Mardina looked around the strange sky. “I don’t understand. Three and a half billion years… It’s meaningless. Where is Terra? Where’s the sun?”
“I’m afraid I’m not sure,” the ColU said. “The sun and the Alpha Centauri system, the Centaur’s Hoof, were once near neighbors. But by now they will have wandered far from each other, as the Galaxy has turned on its axis. Earth, Terra, and the other planets will still orbit the sun. But Earth is probably lifeless; the sun, slowly heating, will have sterilized the inner planets—oh, as much as two or three billion years ago. But the aging sun has not yet entered its terminal cycle, the red giant phase when the sun will swell and swallow the inner worlds.”
Earth lifeless.
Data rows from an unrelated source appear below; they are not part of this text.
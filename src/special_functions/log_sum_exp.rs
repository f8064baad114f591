//! special_functions::log_sum_exp — overflow-free sums of exponentials.
//!
//! Purpose
//! -------
//! Evaluate `ln Σ_k exp(x_k)` and its signed variant without overflow, so that
//! likelihoods built from several exponential-family pieces can be combined in
//! log space.
//!
//! Conventions
//! -----------
//! - Any `NaN` input yields `NaN`; callers rely on this to let the optimizer
//!   steer away from invalid regions instead of failing.
//! - An all-`-∞` input (an empty sum) yields `-∞`.

/// log_sum_exp — compute `ln Σ exp(x_k)` with max-shifting.
///
/// Parameters
/// ----------
/// - `terms`: `&[f64]`
///   Log-domain terms. May contain `-∞` (zero contributions).
///
/// Returns
/// -------
/// `f64`
///   `ln Σ exp(terms)`, `-∞` for an empty slice or all `-∞` input, `+∞` if any
///   term is `+∞`, `NaN` if any term is `NaN`.
pub fn log_sum_exp(terms: &[f64]) -> f64 {
    let mut max = f64::NEG_INFINITY;
    for &x in terms {
        if x.is_nan() {
            return f64::NAN;
        }
        if x > max {
            max = x;
        }
    }
    if !max.is_finite() {
        return max;
    }
    let sum: f64 = terms.iter().map(|&x| (x - max).exp()).sum();
    max + sum.ln()
}

/// log_add_exp — two-term `ln(exp(a) + exp(b))`.
pub fn log_add_exp(a: f64, b: f64) -> f64 {
    if a.is_nan() || b.is_nan() {
        return f64::NAN;
    }
    let max = a.max(b);
    if max == f64::NEG_INFINITY {
        return f64::NEG_INFINITY;
    }
    if max == f64::INFINITY {
        return f64::INFINITY;
    }
    max + (-(a - b).abs()).exp().ln_1p()
}

/// signed_log_sum_exp — `ln |Σ s_k exp(x_k)|` together with the sign of the sum.
///
/// Purpose
/// -------
/// Combine log-domain magnitudes with explicit signs `s_k ∈ {-1, 0, +1}` (any
/// real scale factor is accepted) while keeping the arithmetic max-shifted.
///
/// Parameters
/// ----------
/// - `terms`: `&[f64]`
///   Log-domain magnitudes `x_k`.
/// - `signs`: `&[f64]`
///   Multipliers `s_k`, same length as `terms`.
///
/// Returns
/// -------
/// `(f64, f64)`
///   `(ln |S|, sign(S))` with `S = Σ s_k exp(x_k)`. When `S == 0` the result is
///   `(-∞, 0.0)`. `NaN` inputs propagate as `(NaN, NaN)`.
///
/// Panics
/// ------
/// - Panics if `terms.len() != signs.len()` (programmer error).
pub fn signed_log_sum_exp(terms: &[f64], signs: &[f64]) -> (f64, f64) {
    assert_eq!(terms.len(), signs.len(), "terms and signs must have equal length");
    let mut max = f64::NEG_INFINITY;
    for (&x, &s) in terms.iter().zip(signs) {
        if x.is_nan() || s.is_nan() {
            return (f64::NAN, f64::NAN);
        }
        if s != 0.0 && x > max {
            max = x;
        }
    }
    if max == f64::NEG_INFINITY {
        return (f64::NEG_INFINITY, 0.0);
    }
    if max == f64::INFINITY {
        return (f64::NAN, f64::NAN);
    }
    let sum: f64 = terms.iter().zip(signs).map(|(&x, &s)| s * (x - max).exp()).sum();
    if sum == 0.0 {
        return (f64::NEG_INFINITY, 0.0);
    }
    (max + sum.abs().ln(), sum.signum())
}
Suddenly Stef shivered, despite the comparative warmth of her clothing. To be alone on this world was one thing. To be taken out of one reality stream and dumped in another was extraordinary. But to be stranded in a future so remote that Earth was dead, that presumably nothing like the humanity she had known could still survive…
“This is terrifying,” she murmured.
“Indeed, Colonel Kalinski,” the ColU said.
Chu was looking around the sky. “I rode on starships,” he said slowly. “I was held in slave pens. But when I passed windows, I glimpsed the skies of many worlds. And this is quite different. I mean, even aside from the approaching star storm, Andromeda. The stars seem more dim, more sparse.”
“That’s a good observation,” the ColU said. “Even in our time the great ages of star making were ending. Now there are fewer young stars, more aging ones.”
Chu asked, “And where are the other stars of the Centaur’s Hoof? They should be two brilliant lanterns in the sky.”